You may presume so, but you would be wrong. They are technically (also) lock-fre...

KMag · on Dec 2, 2020

Interesting, though the overhead of nanosleep vs. futex wait with non-NULL timeout should be dwarfed by the context switch. I can see where if you have extreme latency and/or throughput constraints on the writer side of the ring buffer, you couldn't afford the extra atomic read and occasional futex wake on the writer side to wake the consumer.

> but being written by only one process, ownership of cache lines never changes, so hardware locks are not engaged.

Which cache coherency protocol are you referring to where cache lines are "locked"? I'm aware that early multiprocessor systems locked the whole memory bus for atomic operations, but my understanding is that most modern processors use advanced variants on the MESI protocol[0]. In the MOESI variant, an atomic write (or any write, for that matter) would put the cache line in the O state in the writing core's cache. If we had to label cache line states as either "locked" or "unlocked", the M, O, and E states would be "locked", and S and I would be "unlocked".

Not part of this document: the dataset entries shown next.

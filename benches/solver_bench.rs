//! Criterion benchmarks for the search core
//!
//! Measures propagation-heavy chains, random 3-SAT near the phase
//! transition, and small pigeonhole instances (hard UNSAT).

use criterion::{black_box, criterion_group, criterion_main, BenchmarkId, Criterion, Throughput};
use quartz_sat::{Literal, Solver};

fn lit(l: i32) -> Literal {
    Literal::from_dimacs(l)
}

/// Deterministic random 3-SAT generator (same scheme as the tests)
fn random_3sat(num_vars: u32, num_clauses: u32, seed: u64) -> Vec<Vec<i32>> {
    let mut state = seed.wrapping_mul(6364136223846793005).wrapping_add(1);
    let mut next = || {
        state = state
            .wrapping_mul(6364136223846793005)
            .wrapping_add(1442695040888963407);
        (state >> 33) as u32
    };
    let mut clauses = Vec::new();
    for _ in 0..num_clauses {
        let mut clause = Vec::with_capacity(3);
        while clause.len() < 3 {
            let var = (next() % num_vars + 1) as i32;
            if clause.iter().any(|&l: &i32| l.abs() == var) {
                continue;
            }
            let sign = if next() & 1 == 0 { 1 } else { -1 };
            clause.push(sign * var);
        }
        clauses.push(clause);
    }
    clauses
}

fn solve_clauses(num_vars: usize, clauses: &[Vec<i32>]) -> quartz_sat::Status {
    let mut solver = Solver::new(num_vars);
    for c in clauses {
        let lits: Vec<Literal> = c.iter().map(|&l| lit(l)).collect();
        solver.add_clause(&lits);
    }
    solver.solve()
}

fn bench_propagation_chain(c: &mut Criterion) {
    let mut group = c.benchmark_group("propagation_chain");
    for n in [100u32, 1000] {
        let mut clauses = vec![vec![1]];
        for v in 1..n as i32 {
            clauses.push(vec![-v, v + 1]);
        }
        group.throughput(Throughput::Elements(n as u64));
        group.bench_with_input(BenchmarkId::new("solve", n), &clauses, |b, clauses| {
            b.iter(|| solve_clauses(black_box(n as usize), clauses))
        });
    }
    group.finish();
}

fn bench_random_3sat(c: &mut Criterion) {
    let mut group = c.benchmark_group("random_3sat");
    // Clause/variable ratio near the phase transition.
    for (num_vars, num_clauses) in [(20, 85), (50, 215), (100, 430)] {
        let clauses = random_3sat(num_vars, num_clauses, 42);
        let label = format!("{}v_{}c", num_vars, num_clauses);
        group.throughput(Throughput::Elements(num_clauses as u64));
        group.bench_with_input(BenchmarkId::new("solve", &label), &clauses, |b, clauses| {
            b.iter(|| solve_clauses(black_box(num_vars as usize), clauses))
        });
    }
    group.finish();
}

fn bench_pigeonhole(c: &mut Criterion) {
    let mut group = c.benchmark_group("pigeonhole");
    for holes in [4u32, 6] {
        let pigeons = holes + 1;
        let mut clauses: Vec<Vec<i32>> = Vec::new();
        let p = |i: u32, j: u32| (i * holes + j + 1) as i32;
        for i in 0..pigeons {
            clauses.push((0..holes).map(|j| p(i, j)).collect());
        }
        for j in 0..holes {
            for i in 0..pigeons {
                for k in (i + 1)..pigeons {
                    clauses.push(vec![-p(i, j), -p(k, j)]);
                }
            }
        }
        let num_vars = (pigeons * holes) as usize;
        group.bench_with_input(
            BenchmarkId::new("solve", format!("{}in{}", pigeons, holes)),
            &clauses,
            |b, clauses| b.iter(|| solve_clauses(black_box(num_vars), clauses)),
        );
    }
    group.finish();
}

criterion_group!(
    benches,
    bench_propagation_chain,
    bench_random_3sat,
    bench_pigeonhole
);
criterion_main!(benches);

Your knowledge of cache coherency protocols is probably much better than mine, so I'm probably just misinterpreting your shorthand jargon for "locked" cache lines. By "hardware locks are not engaged" do you just mean that the O state doesn't ping-pong between cores?

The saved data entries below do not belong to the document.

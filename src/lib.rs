//! quartz-sat - CDCL SAT solver search core
//!
//! The search machinery of a conflict-driven clause-learning solver:
//!
//! ## Core search
//! - 2-watched literal propagation with blocking literals and a binary
//!   fast path
//! - First-UIP conflict analysis with recursive clause minimization and
//!   bounded eager subsumption
//! - Chronological and non-chronological backjumping with trail reuse
//! - VMTF (focused mode) and EVSIDS (stable mode) decision heuristics
//! - Phase saving with target phases for stable mode
//!
//! ## Preprocessing support
//! - Gate extraction (equivalence / AND / ITE / XOR recognition) used to
//!   restrict resolutions during bounded variable elimination
//! - Lucky-phase pre-solving: eight cheap satisfiability attempts before
//!   real search
//!
//! ## Proofs
//! - DRAT output (text and binary), with binary clause deletions deferred
//!   to physical reclamation
//!
//! Restart, reduce and rephase *scheduling* are deliberately outside this
//! crate; the solver exposes the hooks such a driver needs (`backtrack`,
//! `collect_garbage`, `set_stable`, the shuffles, `decision_of_level`).

#![warn(missing_docs)]
#![warn(clippy::all)]

pub mod clause;
pub mod conflict;
pub mod gates;
pub mod literal;
pub mod options;
pub mod proof;
pub mod queue;
pub mod solver;
pub mod sort;
pub mod vsids;
pub mod watched;

pub use clause::{ClauseDb, ClauseHeader, ClauseRef};
pub use gates::{Gate, GateExtractor, GateKind, GateScan, GateStats, Occurrences};
pub use literal::{Literal, Variable};
pub use options::Options;
pub use proof::ProofWriter;
pub use queue::Queue;
pub use solver::{LuckyStats, Reason, SearchStats, Solver, Status};
pub use vsids::ScoreHeap;
pub use watched::{WatchLists, Watcher};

[0] http://www.rdrop.com/users/paulmck/scalability/paper/whymb.2...

ncmncm · on Dec 3, 2020

> * .. .you just mean that the O state doesn't ping-pong between cores?*

Correct. My terminology was sloppy, sorry. I have no experience of this "context switch" you speak of; my processes are pinned and don't do system calls or get interrupted. :-)

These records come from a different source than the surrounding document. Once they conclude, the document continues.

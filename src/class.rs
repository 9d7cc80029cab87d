use std::collections::HashMap;
use std::fmt::{Display, Formatter};
use std::rc::Rc;

use crate::function::KloxFunction;
use crate::value::Value;

#[derive(Debug)]
pub struct KloxClass {
    name: String,
    superclass: Option<Rc<KloxClass>>,
    methods: HashMap<String, Rc<KloxFunction>>,
}

impl KloxClass {
    pub fn new(
        name: String,
        superclass: Option<Rc<KloxClass>>,
        methods: HashMap<String, Rc<KloxFunction>>,
    ) -> Self {
        Self {
            name,
            superclass,
            methods,
        }
    }

    pub fn name(&self) -> &str {
        &self.name
    }

    /// Method lookup walks the superclass chain.
    pub fn find_method(&self, name: &str) -> Option<Rc<KloxFunction>> {
        if let Some(method) = self.methods.get(name) {
            Some(Rc::clone(method))
        } else if let Some(superclass) = &self.superclass {
            superclass.find_method(name)
        } else {
            None
        }
    }

    /// Calling a class takes as many arguments as its `init` declares.
    pub fn arity(&self) -> usize {
        self.find_method("init").map_or(0, |init| init.arity())
    }
}

impl Display for KloxClass {
    fn fmt(&self, f: &mut Formatter) -> std::fmt::Result {
        write!(f, "{}", self.name)
    }
}

#[derive(Debug)]
pub struct KloxInstance {
    class: Rc<KloxClass>,
    fields: HashMap<String, Value>,
}

impl KloxInstance {
    pub fn new(class: Rc<KloxClass>) -> Self {
        Self {
            class,
            fields: HashMap::new(),
        }
    }

    pub fn class(&self) -> &Rc<KloxClass> {
        &self.class
    }

    pub fn field(&self, name: &str) -> Option<Value> {
        self.fields.get(name).cloned()
    }

    /// Fields spring into existence on first assignment.
    pub fn set(&mut self, name: &str, value: Value) {
        self.fields.insert(name.to_string(), value);
    }
}

impl Display for KloxInstance {
    fn fmt(&self, f: &mut Formatter) -> std::fmt::Result {
        write!(f, "{} instance", self.class.name)
    }
}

The writing core retains ownership of the cache lines, so no expensive negotiation with other caches occurs. When the writer writes, corresponding cache lines for other cores get invalidated, and when a reader reads, that core's cache requests a current copy of the writer's cache line.

The reader can poll its own cache line as frequently as it likes without generating bus congestion, because no invalidation comes in until a write happens.

There is a newish Intel instruction that just sleeps waiting for a cache line to be invalidated, that doesn't compete for execution resources with the other hyperthread, or burn watts. Of course compilers don't know it. I don't know if AMD has adopted it, but would like to know; I don't recall its name.